Alain, like James K.A. Smith, states that “The other thing that religions know is we’re not just brains, we are also bodies. And when they teach us a lesson, they do it via the body.” He also praised the biblical practice of dividing up time by having repeating holidays such as Easter and Christmas, which force us to “bump into” key beliefs and celebrate them again and again.

Essentially what this atheist man was rightly observing and praising was that spiritual disciplines are designed to help transform through the development of habits.

Spiritual disciplines are “Spirit-empowered, heart-calibrating, habit-forming practices to retrain our loves.”[1]

Video Discussion

Check out the discussion Mike and I had about transformation, and the roles of the hope of the resurrection and the empowering of the Holy Spirit. Also, about half-way through I  spill coffee on my Bible…

 

Going Through the Motions

man wearing yellow jacket

It has been said that many of us over-estimate what can be done in the short-term, but we under-estimate what can be done in the long-term.

Recently a friend expressed that he was discouraged because after a week of eating healthy and working out every day he had not lost any weight or seen any results.
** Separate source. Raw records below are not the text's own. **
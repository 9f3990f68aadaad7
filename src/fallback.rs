//! Named-resolution fallback seam.

use std::any::TypeId;

use crate::binding::AnyArc;

/// External directory consulted when a named lookup misses.
///
/// The engine owns the named namespace; anything outside it (an external
/// registry, a parent container, a legacy bean directory) plugs in here.
/// Consulted only after the named namespace misses, never before, and
/// never for unnamed or interface lookups.
///
/// A returned instance must erase to the requested type or the caller's
/// downcast fails with a type mismatch.
///
/// # Examples
///
/// ```
/// use bindery::{AnyArc, BindingSet, NamedFallback, Resolver};
/// use std::any::TypeId;
/// use std::collections::HashMap;
/// use std::sync::Arc;
///
/// struct ExternalPorts {
///     ports: HashMap<&'static str, u32>,
/// }
///
/// impl NamedFallback for ExternalPorts {
///     fn lookup(&self, type_id: TypeId, _type_name: &'static str, name: &str) -> Option<AnyArc> {
///         if type_id != TypeId::of::<u32>() {
///             return None;
///         }
///         self.ports.get(name).map(|port| Arc::new(*port) as AnyArc)
///     }
/// }
///
/// let mut bindings = BindingSet::new();
/// bindings.set_named_fallback(Arc::new(ExternalPorts {
///     ports: HashMap::from([("legacy", 2181u32)]),
/// }));
///
/// let container = bindings.build();
/// assert_eq!(*container.get_named::<u32>("legacy").unwrap(), 2181);
/// assert!(container.get_named::<u32>("unknown").is_err());
/// ```
pub trait NamedFallback: Send + Sync {
    /// Looks up an externally-held instance for `(type, name)`.
    ///
    /// `None` means the fallback does not know the name either; the
    /// original miss is then reported to the caller.
    fn lookup(&self, type_id: TypeId, type_name: &'static str, name: &str) -> Option<AnyArc>;
}
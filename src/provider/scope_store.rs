//! Keyed scope stores for session and request lifecycles.

use std::collections::HashMap;
use std::sync::Arc;

use parking_lot::Mutex;

use crate::binding::{AnyArc, Binding};
use crate::error::{ResolveError, ResolveResult};
use crate::internal::HookBag;
use crate::key::Key;
use crate::provider::ResolverContext;
use crate::scope::ScopeKind;

/// Per-key instance cache with an explicit begin/end lifecycle.
///
/// One store exists per keyed scope kind. Entries are created on first
/// resolution inside an active scope and destroyed when the scope ends,
/// running the scope's teardown hooks in LIFO order. Resolution against a
/// key that was never begun is a contract violation, never a silent
/// auto-begin.
pub(crate) struct ScopeStore {
    scope: ScopeKind,
    active: Mutex<HashMap<String, Arc<ActiveScope>>>,
}

struct ActiveScope {
    slots: Mutex<HashMap<Key, Arc<Slot>>>,
    hooks: Mutex<HookBag>,
}

// Per-entry lock so two bindings in the same scope construct in
// parallel, while two callers racing on one entry construct it once.
struct Slot(Mutex<Option<AnyArc>>);

impl ScopeStore {
    pub(crate) fn new(scope: ScopeKind) -> Self {
        debug_assert!(scope.is_keyed());
        Self {
            scope,
            active: Mutex::new(HashMap::new()),
        }
    }

    /// Activates a scope key. Idempotent: beginning an already-active key
    /// leaves its entries untouched.
    pub(crate) fn begin(&self, key: impl Into<String>) {
        self.active
            .lock()
            .entry(key.into())
            .or_insert_with(|| {
                Arc::new(ActiveScope {
                    slots: Mutex::new(HashMap::new()),
                    hooks: Mutex::new(HookBag::default()),
                })
            });
    }

    /// Returns `true` if the key currently has an active scope.
    pub(crate) fn is_active(&self, key: &str) -> bool {
        self.active.lock().contains_key(key)
    }

    /// Deactivates a scope key, evicting its entries and running its
    /// sync teardown hooks in LIFO order. Pending async hooks cannot run
    /// here and are reported; use [`end_async`](Self::end_async) when the
    /// scope holds async disposers.
    pub(crate) fn end(&self, key: &str) {
        if let Some(scope) = self.active.lock().remove(key) {
            let mut hooks = scope.hooks.lock();
            if hooks.has_async() {
                eprintln!(
                    "bindery: {} scope '{}' ended synchronously with pending async teardown hooks",
                    self.scope, key
                );
            }
            hooks.run_sync_lifo();
        }
    }

    /// Deactivates a scope key, running async teardown hooks first and
    /// then sync hooks, each group in LIFO order.
    pub(crate) async fn end_async(&self, key: &str) {
        let scope = self.active.lock().remove(key);
        if let Some(scope) = scope {
            let mut bag = {
                let mut hooks = scope.hooks.lock();
                std::mem::take(&mut *hooks)
            };
            bag.run_async_lifo().await;
            bag.run_sync_lifo();
        }
    }

    /// Ends every active key. Used on container close.
    pub(crate) fn end_all(&self) {
        let keys: Vec<String> = self.active.lock().keys().cloned().collect();
        for key in keys {
            self.end(&key);
        }
    }

    /// Async variant of [`end_all`](Self::end_all).
    pub(crate) async fn end_all_async(&self) {
        let keys: Vec<String> = self.active.lock().keys().cloned().collect();
        for key in keys {
            self.end_async(&key).await;
        }
    }

    pub(crate) fn active_count(&self) -> usize {
        self.active.lock().len()
    }

    /// Returns the cached instance for `(key, binding)`, constructing and
    /// storing it atomically on first call.
    ///
    /// The binding serves only as a construction template here; keyed
    /// instances never park inside the binding's own state machine.
    /// Construction runs under the entry's lock with teardown hooks
    /// rebound to this scope, so disposers registered by the factory and
    /// the binding's pre-destroy hook fire when the scope ends.
    pub(crate) fn get_or_create(
        &self,
        scope_key: Option<&str>,
        binding: &Binding,
        ctx: &ResolverContext<'_>,
    ) -> ResolveResult<AnyArc> {
        let scope_key = scope_key.ok_or(ResolveError::ScopeNotActive {
            scope: self.scope,
            scope_key: None,
        })?;
        let scope = self
            .active
            .lock()
            .get(scope_key)
            .cloned()
            .ok_or_else(|| ResolveError::ScopeNotActive {
                scope: self.scope,
                scope_key: Some(scope_key.to_string()),
            })?;

        let slot = scope
            .slots
            .lock()
            .entry(binding.key.clone())
            .or_insert_with(|| Arc::new(Slot(Mutex::new(None))))
            .clone();

        let mut cell = slot.0.lock();
        if let Some(instance) = &*cell {
            return Ok(instance.clone());
        }
        let scoped_ctx = ctx.with_hooks(&scope.hooks);
        let instance = binding.construct(&scoped_ctx)?;
        if let Some(pre_destroy) = &binding.pre_destroy {
            let hook_instance = instance.clone();
            let pre_destroy = pre_destroy.clone();
            scope
                .hooks
                .lock()
                .push_sync(Box::new(move || pre_destroy(&hook_instance)));
        }
        *cell = Some(instance.clone());
        Ok(instance)
    }
}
He was feeling discouraged.

Every near year people make ambitious resolutions, yet statistics show that most resolutions are not only abandoned, but that year after year, the same people tend to make the same resolutions, until many of them give up making resolutions completely.

I’m not against New Years resolutions; in fact I think that setting goals and making resolutions is a healthy part of Christian spirituality. See: Making Resolutions is Not a Lack of Faith, It Can Be an Act of Faith

Why do so many people abandon their resolutions?

One reason is because we often set goals which are too ambitious, or we set too many goals. As a result, we quickly burn out or become discouraged, or get behind and realize we’ll never be able to catch up.

Another reason is discouragement. Like my friend, when intense effort doesn’t produce foreseen results, we wonder whether our effort is pointless.

When I was 17 I tried to learn Spanish by listening to Spanish radio for hours every day. After a few weeks I gave up because all I got out of it was a headache.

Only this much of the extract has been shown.